Parimenti una solida tradizione non violenta, sia cattolica
che laica, ha retto all'impatto con la violenza delle forze
dell'ordine, mantenendo una radicalità d'azione preziosa
perché rara. Anni luce dalla triste epopea genovese del
2001, quando la non violenza divenne il paravento che consentì
di liquidare le aree più radicali, isolandole e delegittimandole.
Nel movimento No Tav le pratiche adottate sono diverse ma comune
è la scelta di non ridursi a indignati che gridano nel
deserto, lontani dal conflitto. Innocui. “Siamo tutti
black bloc” non è uno slogan, ma un grimaldello
che smonta il giocattolo che ha imbrigliato, diviso e annullato
la forza del movimenti nati a cavallo tra i due secoli.
Gli anarchici impegnati da lunghi anni nel movimento, tra un
presidio e una barricata, tra un pranzo condiviso e una notte
di lotta alle reti, tra un'assemblea popolare e una giornata
di lavoro sui sentieri, hanno incontrato, appoggiato e sperimentato
pratiche di azione diretta, condivisione delle decisioni, solidarietà
che segnano ogni esperienza autenticamente libertaria. Nei momenti
più alti tanti di noi hanno potuto assaporare il gusto
di un'insurrezione popolare consapevole della propria urgenza
etica e politica. Un laboratorio che ha rotto l'immaginario.
Compreso il nostro. Intersecare e agire un'insurrezione popolare
apre spazi di sperimentazione e trasformazione che era pressoché
impossibile immaginare sino a poco prima. Quando si spezza l'ordine
materiale dell'oppressione, quando la paura cambia di campo,
inducendo l'avversario alla resa, muta anche l'ordine simbolico.
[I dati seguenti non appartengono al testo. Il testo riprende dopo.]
pub mod error;
pub mod i18n;
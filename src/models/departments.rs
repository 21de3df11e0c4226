// src/models/departments.rs

use serde::{Deserialize, Serialize};
use sqlx::FromRow;
use utoipa::ToSchema;
use uuid::Uuid;
use validator::Validate;

use crate::models::auth::Principal;

// Nunca se borra: tickets y usuarios apuntan a él por id
#[derive(Debug, Clone, Serialize, FromRow, ToSchema)]
#[serde(rename_all = "camelCase")]
pub struct Department {
    pub id: Uuid,
    #[schema(example = "Matemáticas")]
    pub name: String,
    #[schema(example = "MAT")]
    pub code: Option<String>,
    pub active: bool,
}

#[derive(Debug, Deserialize, Validate, ToSchema)]
#[serde(rename_all = "camelCase")]
pub struct DepartmentPayload {
    #[validate(length(min = 1, message = "required"))]
    pub name: String,

    pub code: Option<String>,

    #[serde(default = "default_active")]
    pub active: bool,
}

fn default_active() -> bool {
    true
}

#[derive(Debug, Serialize, ToSchema)]
#[serde(rename_all = "camelCase")]
pub struct DepartmentWithMembers {
    #[serde(flatten)]
    pub department: Department,
    pub members: Vec<Principal>,
}

#[derive(Debug, Deserialize, Validate, ToSchema)]
#[serde(rename_all = "camelCase")]
pub struct AddMemberPayload {
    #[validate(email(message = "invalid_email"))]
    pub email: String,
}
Una breve aurora che presto trascolora nell'alba, ma nondimeno
ci ha consegnato un retaggio attingibile a lungo, la consapevolezza
che l'orizzonte del possibile non è chiuso, che la straordinaria
plasticità del capitalismo in un'epoca schiacciata dalla
intollerabile pesantezza dell'effimero, non riesce sempre a
contenere l'erompere di vite che si emancipano nella lotta dalla
vischiosità del presente.
Le seduzioni della delega
Vent'anni di movimento. I bambini che partecipavano alle prime
manifestazioni sul passeggino oggi sono diventati ingegneri
di barricate, geometri di presidi, cuochi da campo, tessitori
di una tela che si allunga, mentre la trama sottesa si irrobustisce.
Gli ultimi due anni sono stati durissimi. La scelta di trattare
la questione in termini di ordine pubblico, fatta dopo il fallimento
delle mediazioni istituzionali, è un segnale di incapacità
dei governi di riportare all'ovile una popolazione irrimediabilmente
ribelle, perché le armi della seduzione e quelle della
corruzione non hanno intaccato la tela robusta del movimento.
La parola è passata alla forza, impiegata in modo sempre
più violento e spregiudicato, pur mantenendo una certa
oculata discrezionalità nello scegliere a chi distribuire
fogli di via, denunce, arresti.
Le campagne mediatiche e la repressione lavorano ai fianchi
i No Tav nella speranza che prevalga la tentazione a lasciar
perdere, a cedere di fronte alla forza, a dare per scontata
la sconfitta. I No Tav non sono disponibili a diventare i testimoni
dello scempio e non si arrendono.
Oggi il movimento è ad un bivio. Non è la prima
volta, probabilmente non sarà l'ultima.
La vittoria elettorale del Movimento cinque stelle ha mandato
in parlamento un gran numero di oppositori alla Torino Lyon.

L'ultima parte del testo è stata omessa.